Pemain Bhayangkara Presisi Lampung FC U-20, Fadly Alberto Hengga, secara terbuka menyampaikan permohonan maaf atas aksi penendangan terhadap pemain Dewa United Banten FC U-20 pada Senin (20/4) malam. Insiden tersebut terjadi dalam laga lanjutan Elite Pro Academy (EPA) U-20.
Aksi kekerasan berupa tendangan kungfu tersebut dilakukan Fadly terhadap penggawa Dewa United, Rakha Nurkholis. Kejadian ini berlangsung di tengah situasi kericuhan antar-pemain di Stadion Citarum, Semarang, pada Minggu (19/4) sebagaimana dilansir dari Detik Sport.
Melalui unggahan di media sosial Instagram, Fadly mengakui kesalahannya dan menyatakan penyesalan mendalam atas tindakan tersebut. Ia menyebut perbuatannya sebagai tindakan yang bodoh dan merugikan banyak pihak, termasuk klub dan tim nasional.
"Assalamualaikum warrohmatullahi Wabarakatuh. Saya Fadly Alberto Hengga, pemain Bhayangkara Presisi Lampung FC U-20, Dengan sadar saya memohon maaf dan menyesal atas perbuatan bodoh saya saat melawan Dewa United Banten FC U-20," kata Fadly Alberto Hengga, Pemain Bhayangkara Presisi Lampung FC U-20.

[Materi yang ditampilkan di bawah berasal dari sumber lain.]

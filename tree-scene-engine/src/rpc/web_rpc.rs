//! JSON-RPC 2.0 bridge between the surrounding web control panel and
//! the scene, carried over `postMessage` when running in an iframe.
//! Incoming methods are translated to `SceneCommand` events; outgoing
//! notifications carry selection and state changes back to the panel.

use bevy::diagnostic::{DiagnosticsStore, FrameTimeDiagnosticsPlugin};
use bevy::prelude::*;
use serde::{Deserialize, Serialize};

use crate::engine::state::SceneCommand;

#[cfg(target_arch = "wasm32")]
use wasm_bindgen::JsValue;
#[cfg(target_arch = "wasm32")]
use wasm_bindgen::prelude::*;
#[cfg(target_arch = "wasm32")]
use web_sys::{MessageEvent, window};

/// JSON-RPC 2.0 request structure.
#[derive(Serialize, Deserialize, Debug, Clone)]
pub struct RpcRequest {
    pub jsonrpc: String,
    pub method: String,
    #[serde(default)]
    pub params: serde_json::Value,
    pub id: Option<serde_json::Value>,
}

/// JSON-RPC 2.0 response structure.
#[derive(Serialize, Deserialize, Debug, Clone)]
pub struct RpcResponse {
    pub jsonrpc: String,
    pub result: Option<serde_json::Value>,
    pub error: Option<RpcError>,
    pub id: Option<serde_json::Value>,
}

/// JSON-RPC 2.0 notification for one-way communication.
#[derive(Serialize, Deserialize, Debug, Clone)]
pub struct RpcNotification {
    pub jsonrpc: String,
    pub method: String,
    pub params: serde_json::Value,
}

/// JSON-RPC error structure following the specification.
#[derive(Serialize, Deserialize, Debug, Clone)]
pub struct RpcError {
    pub code: i32,
    pub message: String,
    pub data: Option<serde_json::Value>,
}

impl RpcError {
    pub fn invalid_params(message: &str) -> Self {
        Self {
            code: -32602,
            message: message.to_string(),
            data: None,
        }
    }
}

/// Resource managing bidirectional RPC traffic with the parent page.
#[derive(Resource, Default)]
pub struct WebRpcInterface {
    outgoing_notifications: Vec<RpcNotification>,
    outgoing_responses: Vec<RpcResponse>,
}

impl WebRpcInterface {
    /// Send a notification to the control panel without expecting a
    /// response.
    pub fn send_notification(&mut self, method: &str, params: serde_json::Value) {
        self.outgoing_notifications.push(RpcNotification {
            jsonrpc: "2.0".to_string(),
            method: method.to_string(),
            params,
        });
    }

    fn queue_response(&mut self, response: RpcResponse) {
        self.outgoing_responses.push(response);
    }
}

pub struct WebRpcPlugin;

impl Plugin for WebRpcPlugin {
    fn build(&self, app: &mut App) {
        app.init_resource::<WebRpcInterface>()
            .add_event::<IncomingRpcMessage>()
            .add_systems(
                Update,
                (
                    process_incoming_messages,
                    handle_rpc_messages,
                    send_outgoing_messages,
                )
                    .chain(),
            );

        #[cfg(target_arch = "wasm32")]
        app.add_systems(Startup, setup_message_listener);
    }
}

#[cfg(target_arch = "wasm32")]
fn setup_message_listener(mut commands: Commands) {
    use std::sync::Arc;
    use std::sync::Mutex;

    let message_queue: Arc<Mutex<Vec<String>>> = Arc::new(Mutex::new(Vec::new()));
    let queue_clone = message_queue.clone();

    let closure = Closure::wrap(Box::new(move |event: MessageEvent| {
        if let Ok(data) = event.data().dyn_into::<js_sys::JsString>() {
            let message_str: String = data.into();
            // Cheap pre-filter before queuing for JSON parsing.
            if message_str.contains("jsonrpc") {
                if let Ok(mut queue) = queue_clone.lock() {
                    queue.push(message_str);
                }
            }
        }
    }) as Box<dyn FnMut(MessageEvent)>);

    if let Some(window) = window() {
        window
            .add_event_listener_with_callback("message", closure.as_ref().unchecked_ref())
            .expect("Failed to register message listener");
    }

    // Ownership moves to JS; the closure must outlive this system.
    closure.forget();
    commands.insert_resource(MessageQueue(message_queue));
}

/// Thread-safe queue the WASM message listener pushes into.
#[derive(Resource)]
struct MessageQueue(std::sync::Arc<std::sync::Mutex<Vec<String>>>);

#[derive(Event)]
struct IncomingRpcMessage {
    content: String,
}

fn process_incoming_messages(
    message_queue: Option<Res<MessageQueue>>,
    mut message_events: EventWriter<IncomingRpcMessage>,
) {
    let Some(queue_res) = message_queue else {
        return;
    };

    let messages = if let Ok(mut queue) = queue_res.0.lock() {
        std::mem::take(&mut *queue)
    } else {
        Vec::new()
    };

    for message_str in messages {
        message_events.write(IncomingRpcMessage {
            content: message_str,
        });
    }
}

fn handle_rpc_messages(
    mut events: EventReader<IncomingRpcMessage>,
    diagnostics: Res<DiagnosticsStore>,
    mut rpc_interface: ResMut<WebRpcInterface>,
    mut scene_commands: EventWriter<SceneCommand>,
) {
    for event in events.read() {
        match serde_json::from_str::<RpcRequest>(&event.content) {
            Ok(request) => {
                if let Some(response) =
                    handle_rpc_request(&request, &diagnostics, &mut scene_commands)
                {
                    rpc_interface.queue_response(response);
                }
            }
            Err(parse_error) => {
                warn!("malformed RPC message: {parse_error}");
            }
        }
    }
}

/// Translate one request into scene commands and build its response.
/// Requests without an id are notifications and get no response.
fn handle_rpc_request(
    request: &RpcRequest,
    diagnostics: &DiagnosticsStore,
    scene_commands: &mut EventWriter<SceneCommand>,
) -> Option<RpcResponse> {
    let id = request.id.clone()?;

    let result = match request.method.as_str() {
        "set_photos" => handle_set_photos(&request.params, scene_commands),
        "set_scatter" => handle_set_scatter(&request.params, scene_commands),
        "set_rotation_speed" => handle_set_rotation_speed(&request.params, scene_commands),
        "focus_photo" => handle_focus_photo(&request.params, scene_commands),
        "clear_focus" => {
            scene_commands.write(SceneCommand::ClearFocus);
            Ok(serde_json::json!({ "success": true }))
        }
        "get_fps" => handle_get_fps(diagnostics),
        _ => {
            warn!("unknown RPC method: {}", request.method);
            return Some(RpcResponse {
                jsonrpc: "2.0".to_string(),
                result: None,
                error: Some(RpcError {
                    code: -32601,
                    message: "Method not found".to_string(),
                    data: Some(serde_json::json!({ "method": request.method })),
                }),
                id: Some(id),
            });
        }
    };

    match result {
        Ok(result_value) => Some(RpcResponse {
            jsonrpc: "2.0".to_string(),
            result: Some(result_value),
            error: None,
            id: Some(id),
        }),
        Err(error) => Some(RpcResponse {
            jsonrpc: "2.0".to_string(),
            result: None,
            error: Some(error),
            id: Some(id),
        }),
    }
}

fn handle_set_photos(
    params: &serde_json::Value,
    scene_commands: &mut EventWriter<SceneCommand>,
) -> Result<serde_json::Value, RpcError> {
    #[derive(Deserialize)]
    struct SetPhotosParams {
        sources: Vec<String>,
    }

    let params = serde_json::from_value::<SetPhotosParams>(params.clone())
        .map_err(|_| RpcError::invalid_params("Expected 'sources' string array"))?;
    let count = params.sources.len();
    scene_commands.write(SceneCommand::SetPhotos(params.sources));
    Ok(serde_json::json!({ "success": true, "count": count }))
}

fn handle_set_scatter(
    params: &serde_json::Value,
    scene_commands: &mut EventWriter<SceneCommand>,
) -> Result<serde_json::Value, RpcError> {
    #[derive(Deserialize)]
    struct SetScatterParams {
        enabled: bool,
    }

    let params = serde_json::from_value::<SetScatterParams>(params.clone())
        .map_err(|_| RpcError::invalid_params("Expected 'enabled' boolean"))?;
    scene_commands.write(SceneCommand::SetScatter(params.enabled));
    Ok(serde_json::json!({ "success": true }))
}

fn handle_set_rotation_speed(
    params: &serde_json::Value,
    scene_commands: &mut EventWriter<SceneCommand>,
) -> Result<serde_json::Value, RpcError> {
    #[derive(Deserialize)]
    struct SetRotationSpeedParams {
        speed: f32,
    }

    let params = serde_json::from_value::<SetRotationSpeedParams>(params.clone())
        .map_err(|_| RpcError::invalid_params("Expected 'speed' number"))?;
    if !params.speed.is_finite() {
        return Err(RpcError::invalid_params("'speed' must be finite"));
    }
    scene_commands.write(SceneCommand::SetRotationSpeed(params.speed));
    Ok(serde_json::json!({ "success": true }))
}

fn handle_focus_photo(
    params: &serde_json::Value,
    scene_commands: &mut EventWriter<SceneCommand>,
) -> Result<serde_json::Value, RpcError> {
    #[derive(Deserialize)]
    struct FocusPhotoParams {
        index: usize,
    }

    let params = serde_json::from_value::<FocusPhotoParams>(params.clone())
        .map_err(|_| RpcError::invalid_params("Expected 'index' integer"))?;
    scene_commands.write(SceneCommand::FocusPhoto(params.index));
    Ok(serde_json::json!({ "success": true }))
}

fn handle_get_fps(diagnostics: &DiagnosticsStore) -> Result<serde_json::Value, RpcError> {
    let fps = diagnostics
        .get(&FrameTimeDiagnosticsPlugin::FPS)
        .and_then(|fps_diagnostic| fps_diagnostic.smoothed())
        .unwrap_or(0.0) as f32;

    Ok(serde_json::json!({ "fps": fps }))
}

/// Flush queued notifications then responses, preserving order.
fn send_outgoing_messages(mut rpc_interface: ResMut<WebRpcInterface>) {
    for notification in rpc_interface.outgoing_notifications.drain(..) {
        send_message_to_parent(&notification);
    }
    for response in rpc_interface.outgoing_responses.drain(..) {
        send_message_to_parent(&response);
    }
}

/// Post a serialized message to the parent window.
fn send_message_to_parent<T: Serialize>(message: &T) {
    #[cfg(target_arch = "wasm32")]
    {
        match serde_json::to_string(message) {
            Ok(json) => {
                if let Some(window) = window() {
                    if let Some(parent) = window.parent().ok().flatten() {
                        if let Err(e) = parent.post_message(&JsValue::from_str(&json), "*") {
                            error!("Failed to send message to parent: {:?}", e);
                        }
                    } else {
                        warn!("No parent window available for message transmission");
                    }
                } else {
                    error!("Window object not available");
                }
            }
            Err(e) => {
                error!("Failed to serialize message: {}", e);
            }
        }
    }

    #[cfg(not(target_arch = "wasm32"))]
    {
        let _ = message;
    }
}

Permohonan maaf tersebut juga ia tujukan secara personal kepada korban dan seluruh manajemen klub lawan. Fadly menyadari bahwa perilakunya telah mencederai sportivitas dalam pertandingan tersebut.
"Secara khusus saya meminta maaf kepada Rakha Nurkholis dan tim Dewa United atas perbuatan bodoh saya menendang Rakha Nurkholis. Dan untuk tim Bhayangkara Presisi Lampung FC saya meminta maaf kepada pimpinan dan manajemen Bhayangkara Presisi Lampung FC dan seluruh jajaran pelatih dan rekan setim karena telah merugikan tim," ucap Fadly Alberto Hengga, Pemain Bhayangkara Presisi Lampung FC U-20.
Selain itu, pemain muda ini menyampaikan permintaan maaf kepada publik sepak bola nasional. Ia menganggap tindakannya telah mencoreng reputasi Timnas Indonesia di mata masyarakat luas.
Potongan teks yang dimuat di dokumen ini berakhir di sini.